IF we don’t look after the environment and its creatures then there will be no Mother Earth to look after us, says homegrown author and professor, Cheryl Kickett-Tucker.
“This is an important message that young people need to hear, because it is our legacy that we are going to pass to them and they need to know why forests, fresh water, fresh air and varieties of animals are vital in keeping humans alive,” she said.
A deep affection and appreciation of nature is at the heart of the Noongar writer’s new children’s book, Bush and Beyond.
The third edition in a series of creative Aboriginal stories, it features Noongar language and local myths.
“These books are important, as they continue to showcase the diversity that exists among and between Aboriginal people in Australia and particularly Western Australia,” Pr Kickett-Tucker said.
“Aboriginal stories are important not only to entertain but they are also purposeful in portraying messages and morals which we use to teach our own children.
“Aboriginal people are an inclusive community and these books provide the opportunity for us to share our ways of child-rearing using stories.”
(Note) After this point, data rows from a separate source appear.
// =============================================================================
// Lane Engine — per-symbol trading lanes over a shared snapshot stream
// =============================================================================
//
// Synchronous decision core. Callers feed one batch of `SignalSnapshot`s plus
// a `PolicyState` per tick; the dispatcher runs every enabled lane over every
// symbol and returns one auditable `LaneResult` each. All time comes from the
// caller; nothing here sleeps or does I/O outside configuration loading.
// =============================================================================

pub mod dispatcher;
pub mod exit;
pub mod guardrails;
pub mod lane;
pub mod runtime_config;
pub mod types;

pub use dispatcher::LaneDispatcher;
pub use exit::{evaluate_exit, ExitInput, ExitParams, ExitReason, ExitRuleTable, ExitSignal};
pub use guardrails::{check_guardrails, GuardrailKey, GuardrailLedger, GuardrailLimits, GuardrailVerdict};
pub use lane::{Decision, Lane, LaneKind, LanePhase, LaneResult, LaneSlot, RiskProfile};
pub use runtime_config::RuntimeConfig;
pub use types::{Direction, PolicyState, SignalSnapshot};
// =============================================================================
// Lane Result — auditable record of every per-tick lane decision
// =============================================================================
//
// One `LaneResult` is produced per tick per (lane, symbol). Control flow is
// carried by typed fields (`decision`, `exit_reason`, `entry_trigger`); the
// tag set and metadata map are free-form audit detail only. Both use ordered
// collections so that replays serialise byte-for-byte identically.
// =============================================================================

use std::collections::{BTreeMap, BTreeSet};

use chrono::{DateTime, Utc};
use serde::Serialize;
use serde_json::Value;

use super::setup::EntryTrigger;
use super::LaneKind;
use crate::exit::ExitReason;

/// Final per-tick decision.
#[derive(Debug, Clone, Copy, PartialEq, Eq, Hash, Serialize)]
#[serde(rename_all = "UPPERCASE")]
pub enum Decision {
    Open,
    Close,
    Hold,
    Skip,
}

impl std::fmt::Display for Decision {
    fn fmt(&self, f: &mut std::fmt::Formatter<'_>) -> std::fmt::Result {
        match self {
            Self::Open => write!(f, "OPEN"),
            Self::Close => write!(f, "CLOSE"),
            Self::Hold => write!(f, "HOLD"),
            Self::Skip => write!(f, "SKIP"),
        }
    }
}

#[derive(Debug, Clone, PartialEq, Serialize)]
pub struct LaneResult {
    pub lane: LaneKind,
    pub symbol: String,
    /// Tick timestamp supplied by the caller.
    pub at: DateTime<Utc>,
    pub decision: Decision,
    /// Human-readable reason.
    pub reason: String,
    /// Stable machine key for blocks (`cooldown`, `permission`, ...).
    #[serde(skip_serializing_if = "Option::is_none")]
    pub reason_key: Option<String>,
    #[serde(skip_serializing_if = "Option::is_none")]
    pub exit_reason: Option<ExitReason>,
    #[serde(skip_serializing_if = "Option::is_none")]
    pub entry_trigger: Option<EntryTrigger>,
    /// Fraction of the baseline unit risk; non-zero only on OPEN.
    pub risk_multiplier: f64,
    pub tags: BTreeSet<String>,
    pub metadata: BTreeMap<String, Value>,
}

impl LaneResult {
    pub fn new(
        lane: LaneKind,
        symbol: impl Into<String>,
        at: DateTime<Utc>,
        decision: Decision,
        reason: impl Into<String>,
    ) -> Self {
        Self {
            lane,
            symbol: symbol.into(),
            at,
            decision,
            reason: reason.into(),
            reason_key: None,
            exit_reason: None,
            entry_trigger: None,
            risk_multiplier: 0.0,
            tags: BTreeSet::new(),
            metadata: BTreeMap::new(),
        }
    }

    pub fn hold(lane: LaneKind, symbol: &str, at: DateTime<Utc>, reason: impl Into<String>) -> Self {
        Self::new(lane, symbol, at, Decision::Hold, reason)
    }

    pub fn skip(
        lane: LaneKind,
        symbol: &str,
        at: DateTime<Utc>,
        reason: impl Into<String>,
        reason_key: impl Into<String>,
    ) -> Self {
        Self::new(lane, symbol, at, Decision::Skip, reason).with_key(reason_key)
    }

    pub fn with_key(mut self, key: impl Into<String>) -> Self {
        self.reason_key = Some(key.into());
        self
    }

    pub fn with_tag(mut self, tag: impl Into<String>) -> Self {
        self.tags.insert(tag.into());
        self
    }

    pub fn with_meta(mut self, key: &str, value: impl Into<Value>) -> Self {
        self.metadata.insert(key.to_string(), value.into());
        self
    }

    pub fn with_risk(mut self, multiplier: f64) -> Self {
        self.risk_multiplier = multiplier;
        self
    }

    pub fn with_exit(mut self, reason: ExitReason) -> Self {
        self.exit_reason = Some(reason);
        self.tags.insert(reason.to_string());
        self
    }

    pub fn with_trigger(mut self, trigger: EntryTrigger) -> Self {
        self.entry_trigger = Some(trigger);
        self.tags.insert(trigger.to_string());
        self
    }

    /// Partial close; the position stays open afterwards.
    pub fn is_partial(&self) -> bool {
        self.decision == Decision::Close && self.exit_reason.is_some_and(ExitReason::is_partial)
    }

    pub fn has_tag(&self, tag: &str) -> bool {
        self.tags.contains(tag)
    }
}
A Research Fellow at Curtin University, and former state and national women’s basketball league player, Prof. Kickett-Tucker aspires to produce a story that children all over the globe will enjoy.
She also has dreams of living on Prince Edward Island, Canada where one of her favourite books, Anne of Green Gables, is set.
The release of Bush and Beyond, by Fremantle Press, coincides with Naidoc Week, from July 8-15.